02 Jun Queering DBT – In Honor of Pride
June is officially Pride Month and with the current political climate in the country making laws to restrict our very existence, I am proud to be a Queer therapist supporting Queer youth.
I am also proud to work for and alongside such supportive people at Hartstein Psychological Services.
Just a Little History
Pride was a protest and continues to be a protest. Marsha “Pay It No Mind” Johnson and other Queer and Trans* people of color led the revolt against police officers harassing queer folks and invading spaces that were inclusive and welcoming. It was the first time queer people really disrupted the status quo—the riot lasted 6 days starting on June 28th, 1969. This event transformed the Gay Liberation Movement and a year later in 1970, the first pride marches happened.
“My silences had not protected me. Your silence will not protect you.” – Audre Lorde
Our very existence is a radical act and as Queer people, we have so many obstacles to overcome, which can really be dysregulating. Queer young people are more likely to experience depression, anxiety, suicidal ideation, and self-harm (just to name a few).
Why is that? Over 540 anti-LGBTQ bills have been introduced in state legislatures, over 220 bills specifically target transgender and non-binary people, and 45 anti-LGBTQ bills have been enacted. That’s a lot of effort for such a small percentage of our population. According to the Human Rights Campaign in 2021, approximately 8% of the United States identified as LGBTQ, or something other than heterosexual.

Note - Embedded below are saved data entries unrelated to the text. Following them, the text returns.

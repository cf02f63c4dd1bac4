use std::cell::{Cell, RefCell};
use std::rc::Rc;
use std::time::Duration;

/// Single-threaded source of delayed and repeating continuations.
pub trait Scheduler {
    fn schedule_once(&self, delay: Duration, task: Box<dyn FnOnce()>) -> TaskHandle;
    fn schedule_repeating(&self, period: Duration, task: Box<dyn FnMut()>) -> TaskHandle;
}

impl<S: Scheduler + ?Sized> Scheduler for Rc<S> {
    fn schedule_once(&self, delay: Duration, task: Box<dyn FnOnce()>) -> TaskHandle {
        (**self).schedule_once(delay, task)
    }

    fn schedule_repeating(&self, period: Duration, task: Box<dyn FnMut()>) -> TaskHandle {
        (**self).schedule_repeating(period, task)
    }
}

/// Cancels a scheduled task. Dropping the handle leaves the task scheduled.
#[must_use = "dropping a TaskHandle does not cancel the task"]
pub struct TaskHandle {
    cancel: Option<Box<dyn FnOnce()>>,
}

impl TaskHandle {
    pub fn new(cancel: impl FnOnce() + 'static) -> Self {
        TaskHandle {
            cancel: Some(Box::new(cancel)),
        }
    }

    pub fn cancel(mut self) {
        if let Some(cancel) = self.cancel.take() {
            cancel();
        }
    }
}

impl std::fmt::Debug for TaskHandle {
    fn fmt(&self, f: &mut std::fmt::Formatter<'_>) -> std::fmt::Result {
        f.debug_struct("TaskHandle")
            .field("armed", &self.cancel.is_some())
            .finish()
    }
}

enum Task {
    Once(Box<dyn FnOnce()>),
    Repeating { period: Duration, task: Box<dyn FnMut()> },
}

struct Entry {
    seq: u64,
    due: Duration,
    cancelled: Rc<Cell<bool>>,
    task: Task,
}

#[derive(Default)]
struct Queue {
    now: Duration,
    next_seq: u64,
    entries: Vec<Entry>,
}

impl Queue {
    fn push(&mut self, due: Duration, cancelled: Rc<Cell<bool>>, task: Task) {
        let seq = self.next_seq;
        self.next_seq += 1;
        self.entries.push(Entry {
            seq,
            due,
            cancelled,
            task,
        });
    }

    fn pop_due(&mut self, until: Duration) -> Option<Entry> {
        self.entries.retain(|entry| !entry.cancelled.get());
        let pos = self
            .entries
            .iter()
            .enumerate()
            .filter(|(_, entry)| entry.due <= until)
            .min_by_key(|(_, entry)| (entry.due, entry.seq))
            .map(|(pos, _)| pos)?;
        Some(self.entries.swap_remove(pos))
    }
}

/// Virtual-time scheduler. Nothing runs until [`ManualScheduler::advance`] is called.
#[derive(Default)]
pub struct ManualScheduler {
    queue: RefCell<Queue>,
}

impl ManualScheduler {
    pub fn new() -> Self {
        Self::default()
    }

    pub fn now(&self) -> Duration {
        self.queue.borrow().now
    }

    /// Number of tasks still scheduled and not cancelled.
    pub fn pending(&self) -> usize {
        self.queue
            .borrow()
            .entries
            .iter()
            .filter(|entry| !entry.cancelled.get())
            .count()
    }

    /// Runs every task falling due within `by`, in due order, then moves
    /// the clock to the end of the window. Tasks may schedule more tasks.
    pub fn advance(&self, by: Duration) {
        let until = self.now() + by;
        loop {
            let next = self.queue.borrow_mut().pop_due(until);
            let Some(entry) = next else {
                break;
            };
            self.queue.borrow_mut().now = entry.due;
            match entry.task {
                Task::Once(task) => task(),
                Task::Repeating { period, mut task } => {
                    task();
                    if !entry.cancelled.get() {
                        self.queue.borrow_mut().push(
                            entry.due + period,
                            entry.cancelled,
                            Task::Repeating { period, task },
                        );
                    }
                }
            }
        }
        self.queue.borrow_mut().now = until;
    }

    fn enqueue(&self, delay: Duration, task: Task) -> TaskHandle {
        let cancelled = Rc::new(Cell::new(false));
        let mut queue = self.queue.borrow_mut();
        let due = queue.now + delay;
        queue.push(due, cancelled.clone(), task);
        TaskHandle::new(move || cancelled.set(true))
    }
}

impl Scheduler for ManualScheduler {
    fn schedule_once(&self, delay: Duration, task: Box<dyn FnOnce()>) -> TaskHandle {
        self.enqueue(delay, Task::Once(task))
    }

    fn schedule_repeating(&self, period: Duration, task: Box<dyn FnMut()>) -> TaskHandle {
        self.enqueue(period, Task::Repeating { period, task })
    }
}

So, how do we take care of ourselves?
How is it possible to be loud, proud, glittery and SAFE? The radical approach is taking care of yourself. I’ll say it again, “take care of yourself.” Be yourself and do what’s comfortable for you. Some situations require safety first. Some situations allow us to be unapologetically ourselves.
Let’s look at some skills we can use to make this Pride Month colorful, radical and positively fabulous.

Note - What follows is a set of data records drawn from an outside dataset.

use rand::Rng;
use serde::Serialize;
use tracing::debug;

use super::deck::Deck;
use super::scheduler::TaskHandle;
use super::state::{CardStatus, CardView, Difficulty, Phase};
use crate::error::SessionError;

pub const MAX_NAME_CHARS: usize = 15;

/// Trims the name and checks it against the session preconditions.
pub fn validate_player_name(raw: &str) -> Result<String, SessionError> {
    let name = raw.trim();
    if name.is_empty() {
        return Err(SessionError::NameRequired);
    }
    let actual = name.chars().count();
    if actual > MAX_NAME_CHARS {
        return Err(SessionError::NameTooLong { actual });
    }
    Ok(name.to_string())
}

#[derive(Clone, Copy, Debug, PartialEq, Eq, Serialize)]
#[serde(rename_all = "lowercase")]
pub enum Resolution {
    Match,
    Mismatch,
}

#[derive(Clone, Copy, Debug, PartialEq, Eq)]
pub struct PendingPair {
    pub first: usize,
    pub second: usize,
    pub resolution: Resolution,
}

#[derive(Clone, Copy, Debug, PartialEq, Eq)]
pub enum Rejection {
    OutOfRange,
    AlreadyRevealed,
    AlreadyMatched,
    BufferFull,
    Ended,
    NoSession,
}

#[derive(Clone, Copy, Debug, PartialEq, Eq)]
pub enum Selection {
    Rejected(Rejection),
    Revealed { index: usize },
    PairRevealed(PendingPair),
}

impl Selection {
    pub fn is_accepted(&self) -> bool {
        !matches!(self, Selection::Rejected(_))
    }
}

/// Result of a completed game, handed to the leaderboard.
#[derive(Clone, Debug, PartialEq, Eq, Serialize)]
#[serde(rename_all = "camelCase")]
pub struct FinishedGame {
    pub player_name: String,
    pub difficulty: Difficulty,
    pub elapsed_seconds: u32,
    pub move_count: u32,
}

#[derive(Clone, Debug, PartialEq, Eq)]
pub enum Settled {
    Matched(PendingPair),
    Mismatched(PendingPair),
    Won(PendingPair, FinishedGame),
}

#[derive(Clone, Debug, PartialEq, Eq)]
pub enum GameEvent {
    CardRevealed { index: usize },
    CardsMatched { first: usize, second: usize },
    CardsHidden { first: usize, second: usize },
    MovesChanged(u32),
    MatchesChanged(u32),
    TimerTicked(u32),
    Won(FinishedGame),
    ScoreRecorded {
        entry: crate::records::ScoreEntry,
        saved: bool,
    },
}

#[derive(Clone, Debug, PartialEq, Eq, Serialize)]
#[serde(rename_all = "camelCase")]
pub struct Snapshot {
    pub player_name: String,
    pub difficulty: Difficulty,
    pub cards: Vec<CardView>,
    pub move_count: u32,
    pub match_count: u32,
    pub pair_count: u32,
    pub elapsed_seconds: u32,
    pub phase: Phase,
    pub ended: bool,
}

pub struct GameSession {
    player_name: String,
    difficulty: Difficulty,
    deck: Deck,
    selected: Vec<usize>,
    move_count: u32,
    match_count: u32,
    elapsed_seconds: u32,
    ended: bool,
    timer: Option<TaskHandle>,
    settle_task: Option<TaskHandle>,
    events: Vec<GameEvent>,
}

impl GameSession {
    pub fn new<R: Rng + ?Sized>(
        player_name: &str,
        difficulty: Difficulty,
        rng: &mut R,
    ) -> Result<Self, SessionError> {
        let player_name = validate_player_name(player_name)?;
        Ok(Self::build(player_name, difficulty, Deck::shuffled(difficulty, rng)))
    }

    /// Starts a session on a pre-arranged deck. The deck must hold
    /// `difficulty.pair_count()` faces, each exactly twice.
    pub fn with_deck(
        player_name: &str,
        difficulty: Difficulty,
        deck: Deck,
    ) -> Result<Self, SessionError> {
        let player_name = validate_player_name(player_name)?;
        if deck.len() != difficulty.pair_count() * 2 || !deck.is_paired() {
            return Err(SessionError::DeckMismatch {
                difficulty,
                cards: deck.len(),
            });
        }
        Ok(Self::build(player_name, difficulty, deck))
    }

    fn build(player_name: String, difficulty: Difficulty, deck: Deck) -> Self {
        debug!(player = %player_name, %difficulty, cards = deck.len(), "session started");
        GameSession {
            player_name,
            difficulty,
            deck,
            selected: Vec::with_capacity(2),
            move_count: 0,
            match_count: 0,
            elapsed_seconds: 0,
            ended: false,
            timer: None,
            settle_task: None,
            events: Vec::new(),
        }
    }

    pub fn player_name(&self) -> &str {
        &self.player_name
    }

    pub fn difficulty(&self) -> Difficulty {
        self.difficulty
    }

    pub fn deck(&self) -> &Deck {
        &self.deck
    }

    pub fn move_count(&self) -> u32 {
        self.move_count
    }

    pub fn match_count(&self) -> u32 {
        self.match_count
    }

    pub fn elapsed_seconds(&self) -> u32 {
        self.elapsed_seconds
    }

    pub fn is_ended(&self) -> bool {
        self.ended
    }

    pub fn phase(&self) -> Phase {
        if self.ended {
            Phase::Won
        } else if self.selected.len() == 2 {
            Phase::Resolving
        } else {
            Phase::Playing
        }
    }

    pub fn pending(&self) -> Option<PendingPair> {
        match self.selected.as_slice() {
            &[first, second] => {
                let cards = self.deck.cards();
                let resolution = if cards[first].face == cards[second].face {
                    Resolution::Match
                } else {
                    Resolution::Mismatch
                };
                Some(PendingPair {
                    first,
                    second,
                    resolution,
                })
            }
            _ => None,
        }
    }

    pub fn select(&mut self, index: usize) -> Selection {
        if self.ended {
            return Selection::Rejected(Rejection::Ended);
        }
        if self.selected.len() >= 2 {
            return Selection::Rejected(Rejection::BufferFull);
        }
        let Some(card) = self.deck.get(index) else {
            return Selection::Rejected(Rejection::OutOfRange);
        };
        match card.status {
            CardStatus::Matched => return Selection::Rejected(Rejection::AlreadyMatched),
            CardStatus::Revealed => return Selection::Rejected(Rejection::AlreadyRevealed),
            CardStatus::Hidden => {}
        }

        self.deck.set_status(index, CardStatus::Revealed);
        self.selected.push(index);
        self.events.push(GameEvent::CardRevealed { index });

        match self.pending() {
            Some(pending) => {
                self.move_count += 1;
                self.events.push(GameEvent::MovesChanged(self.move_count));
                debug!(
                    first = pending.first,
                    second = pending.second,
                    resolution = ?pending.resolution,
                    moves = self.move_count,
                    "pair revealed"
                );
                Selection::PairRevealed(pending)
            }
            None => Selection::Revealed { index },
        }
    }

    /// Applies the outcome of the buffered pair. Returns `None` when no pair
    /// is waiting.
    pub fn settle(&mut self) -> Option<Settled> {
        let pending = self.pending()?;
        self.selected.clear();
        if let Some(handle) = self.settle_task.take() {
            handle.cancel();
        }

        match pending.resolution {
            Resolution::Mismatch => {
                self.deck.set_status(pending.first, CardStatus::Hidden);
                self.deck.set_status(pending.second, CardStatus::Hidden);
                self.events.push(GameEvent::CardsHidden {
                    first: pending.first,
                    second: pending.second,
                });
                Some(Settled::Mismatched(pending))
            }
            Resolution::Match => {
                self.deck.set_status(pending.first, CardStatus::Matched);
                self.deck.set_status(pending.second, CardStatus::Matched);
                self.match_count += 1;
                self.events.push(GameEvent::CardsMatched {
                    first: pending.first,
                    second: pending.second,
                });
                self.events.push(GameEvent::MatchesChanged(self.match_count));

                if self.match_count as usize == self.deck.pair_count() {
                    let record = self.finish();
                    Some(Settled::Won(pending, record))
                } else {
                    Some(Settled::Matched(pending))
                }
            }
        }
    }

    fn finish(&mut self) -> FinishedGame {
        self.ended = true;
        self.stop_timer();
        let record = FinishedGame {
            player_name: self.player_name.clone(),
            difficulty: self.difficulty,
            elapsed_seconds: self.elapsed_seconds,
            move_count: self.move_count,
        };
        debug!(
            seconds = record.elapsed_seconds,
            moves = record.move_count,
            "session won"
        );
        self.events.push(GameEvent::Won(record.clone()));
        record
    }

    /// One timer period elapsed. Ignored once the session has ended.
    pub fn tick(&mut self) -> bool {
        if self.ended {
            return false;
        }
        self.elapsed_seconds += 1;
        self.events.push(GameEvent::TimerTicked(self.elapsed_seconds));
        true
    }

    pub fn attach_timer(&mut self, handle: TaskHandle) {
        self.stop_timer();
        if self.ended {
            handle.cancel();
        } else {
            self.timer = Some(handle);
        }
    }

    pub fn has_timer(&self) -> bool {
        self.timer.is_some()
    }

    pub fn attach_settle_task(&mut self, handle: TaskHandle) {
        if let Some(previous) = self.settle_task.replace(handle) {
            previous.cancel();
        }
    }

    fn stop_timer(&mut self) {
        if let Some(handle) = self.timer.take() {
            handle.cancel();
        }
    }

    pub fn take_events(&mut self) -> Vec<GameEvent> {
        std::mem::take(&mut self.events)
    }

    pub fn snapshot(&self) -> Snapshot {
        Snapshot {
            player_name: self.player_name.clone(),
            difficulty: self.difficulty,
            cards: self.deck.cards().iter().map(CardView::from).collect(),
            move_count: self.move_count,
            match_count: self.match_count,
            pair_count: self.deck.pair_count() as u32,
            elapsed_seconds: self.elapsed_seconds,
            phase: self.phase(),
            ended: self.ended,
        }
    }
}

impl Drop for GameSession {
    fn drop(&mut self) {
        self.stop_timer();
        if let Some(handle) = self.settle_task.take() {
            handle.cancel();
        }
    }
}

impl std::fmt::Debug for GameSession {
    fn fmt(&self, f: &mut std::fmt::Formatter<'_>) -> std::fmt::Result {
        f.debug_struct("GameSession")
            .field("player_name", &self.player_name)
            .field("difficulty", &self.difficulty)
            .field("phase", &self.phase())
            .field("move_count", &self.move_count)
            .field("match_count", &self.match_count)
            .field("elapsed_seconds", &self.elapsed_seconds)
            .finish()
    }
}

- Emotion Regulation — Accumulate Positive Experiences.
- Short term: increase pleasant events like pride marches or hanging out with your friends. Do one thing each day, practice opposite action and be mindful (even though June is Pride Month, we can celebrate all year long).

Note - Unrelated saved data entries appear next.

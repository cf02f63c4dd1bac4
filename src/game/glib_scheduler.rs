use std::cell::Cell;
use std::rc::Rc;
use std::time::Duration;

use super::scheduler::{Scheduler, TaskHandle};

/// Runs continuations on the thread-default glib main context, next to the
/// GTK widgets that render the board.
#[derive(Clone, Copy, Debug, Default)]
pub struct GlibScheduler;

impl Scheduler for GlibScheduler {
    fn schedule_once(&self, delay: Duration, task: Box<dyn FnOnce()>) -> TaskHandle {
        let fired = Rc::new(Cell::new(false));
        let flag = fired.clone();
        let source = glib::timeout_add_local_once(delay, move || {
            flag.set(true);
            task();
        });
        // A fired one-shot source is already gone; removing it again panics.
        TaskHandle::new(move || {
            if !fired.get() {
                source.remove();
            }
        })
    }

    fn schedule_repeating(&self, period: Duration, mut task: Box<dyn FnMut()>) -> TaskHandle {
        let source = glib::timeout_add_local(period, move || {
            task();
            glib::ControlFlow::Continue
        });
        TaskHandle::new(move || source.remove())
    }
}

- Long term: build a community—online, in person or both! Find a space that makes you feel comfortable.
- Interpersonal Effectiveness — Getting others to do what you want (DEAR MAN), maintaining self-respect (FAST), and building and maintaining relationships (GIVE). Be unapologetically you, learn to love yourself (flaws and all) and surround yourself with people who respect you as you are.
- Mindfulness — ‘What’ Skills; observe, describe and participate. Be present, focus on yourself and what you’re doing. Being present can be rewarding and a safety skill. Building memories with others that support you so that one day you can share your story.
- Distress Tolerance — S.T.O.P. Stop, Take a step Back, Observe, Proceed mindfully. Be aware of what you’re feeling and what’s going on around you. Peer pressure is no fun, only do what you are comfortable with at that moment. You always have time to grow.
Parents, Guardians & Supportive Adults
How can you support your kids? Be supportive, be curious and be open! You don’t have to fully understand—walking the middle path allows you to have a conversation with love and support even if you don’t quite get it. Identity is complicated. For too long, we’ve been expected to fit into a nice little box. Well, that box isn’t big enough for all the gorgeous personality that your kids have to offer. Listening is a powerful tool.
As always, talk with your therapist for resources to make this month extra special for you. Be safe, be aware, and be you.